4. The mode of the circular cavity resonator used in frequency meters is:
a) TE011 mode
b) TE101 mode
c) TE111 mode
d) TM111 mode

Explanation: Frequency resolution of a frequency meter is determined from its quality factor. Q factor of TE011 mode is much greater than the quality factor of the dominant mode of propagation.

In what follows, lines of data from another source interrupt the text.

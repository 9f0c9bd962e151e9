//! Data model for sequence comparison.
//!
//! This module contains the data structures shared by the loader,
//! the detector and the report writers:
//! - Sequences, as loaded from a FASTA file or given literally
//! - Substitution classes and variant kinds
//! - Variant records, one per differing position

use std::fmt;

/// Placeholder printed for the missing side of an insertion or deletion.
pub const GAP: char = '-';

/// A single nucleotide sequence with its optional identifier.
#[derive(Debug, Clone, PartialEq, Eq)]
pub struct Sequence {
    /// The sequence identifier (from the FASTA header, without '>')
    pub id: Option<String>,
    /// The raw sequence data, case preserved
    pub data: String,
}

impl Sequence {
    /// Creates a new sequence with an identifier.
    pub fn new(id: impl Into<String>, data: impl Into<String>) -> Self {
        Self {
            id: Some(id.into()),
            data: data.into(),
        }
    }

    /// Creates a sequence without identifier (command-line literal).
    pub fn literal(data: impl Into<String>) -> Self {
        Self {
            id: None,
            data: data.into(),
        }
    }

    /// Returns the number of symbols in the sequence.
    pub fn len(&self) -> usize {
        self.data.chars().count()
    }

    /// Returns true if the sequence is empty.
    pub fn is_empty(&self) -> bool {
        self.data.is_empty()
    }

    pub fn as_str(&self) -> &str {
        &self.data
    }

    /// Returns the uppercase form used for comparison.
    pub fn normalized(&self) -> String {
        self.data.to_uppercase()
    }

    /// Name used in logs and reports.
    pub fn label(&self) -> &str {
        self.id.as_deref().unwrap_or("<literal>")
    }
}

/// Substitution class of a single-base change.
#[derive(Debug, Clone, Copy, PartialEq, Eq, Hash)]
pub enum MutationKind {
    /// Purine to purine or pyrimidine to pyrimidine
    Transition,
    /// Any other substitution
    Transversion,
}

/// Kind reported for each variant record.
#[derive(Debug, Clone, Copy, PartialEq, Eq, Hash)]
pub enum VariantKind {
    Transition,
    Transversion,
    Insertion,
    Deletion,
}

impl From<MutationKind> for VariantKind {
    fn from(kind: MutationKind) -> Self {
        match kind {
            MutationKind::Transition => VariantKind::Transition,
            MutationKind::Transversion => VariantKind::Transversion,
        }
    }
}

impl fmt::Display for VariantKind {
    fn fmt(&self, f: &mut fmt::Formatter<'_>) -> fmt::Result {
        // Width flags must apply: report tables pad this column
        f.pad(match self {
            VariantKind::Transition => "TRANSITION",
            VariantKind::Transversion => "TRANSVERSION",
            VariantKind::Insertion => "INSERTION",
            VariantKind::Deletion => "DELETION",
        })
    }
}

impl fmt::Display for MutationKind {
    fn fmt(&self, f: &mut fmt::Formatter<'_>) -> fmt::Result {
        fmt::Display::fmt(&VariantKind::from(*self), f)
    }
}

/// What changed at a variant position.
///
/// Insertions and deletions carry only the base that exists, so the `-`
/// placeholder never appears inside the data, only in its rendering.
#[derive(Debug, Clone, Copy, PartialEq, Eq)]
pub enum Change {
    /// Both sequences have a base here and they differ
    Substitution {
        reference: char,
        alternate: char,
        kind: MutationKind,
    },
    /// Position exists only in the sample
    Insertion { alternate: char },
    /// Position exists only in the reference
    Deletion { reference: char },
}

/// A single difference between reference and sample.
#[derive(Debug, Clone, Copy, PartialEq, Eq)]
pub struct Variant {
    /// 1-based position
    pub position: usize,
    pub change: Change,
}

impl Variant {
    pub fn substitution(
        position: usize,
        reference: char,
        alternate: char,
        kind: MutationKind,
    ) -> Self {
        Self {
            position,
            change: Change::Substitution {
                reference,
                alternate,
                kind,
            },
        }
    }

    pub fn insertion(position: usize, alternate: char) -> Self {
        Self {
            position,
            change: Change::Insertion { alternate },
        }
    }

    pub fn deletion(position: usize, reference: char) -> Self {
        Self {
            position,
            change: Change::Deletion { reference },
        }
    }

    /// Reference base, or `-` for insertions.
    pub fn reference_base(&self) -> char {
        match self.change {
            Change::Substitution { reference, .. } | Change::Deletion { reference } => reference,
            Change::Insertion { .. } => GAP,
        }
    }

    /// Alternate base, or `-` for deletions.
    pub fn alternate_base(&self) -> char {
        match self.change {
            Change::Substitution { alternate, .. } | Change::Insertion { alternate } => alternate,
            Change::Deletion { .. } => GAP,
        }
    }

    pub fn kind(&self) -> VariantKind {
        match self.change {
            Change::Substitution { kind, .. } => kind.into(),
            Change::Insertion { .. } => VariantKind::Insertion,
            Change::Deletion { .. } => VariantKind::Deletion,
        }
    }

    /// Returns true for insertions and deletions.
    pub fn is_indel(&self) -> bool {
        !matches!(self.change, Change::Substitution { .. })
    }
}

5. The propagation constant of TEmn mode of propagation for a cylindrical cavity resonator is:
a) √ (k2-(pnm/a)2)
b) √ pnm/a
c) √ (k2+(pnm/a)2)
d) none of the mentioned

Explanation: The propagation constant for a circular cavity depends on the radius of the cavity, and the wave number. If the mode of propagation is known and the dimension of the cavity is known then the propagation constant can be found out.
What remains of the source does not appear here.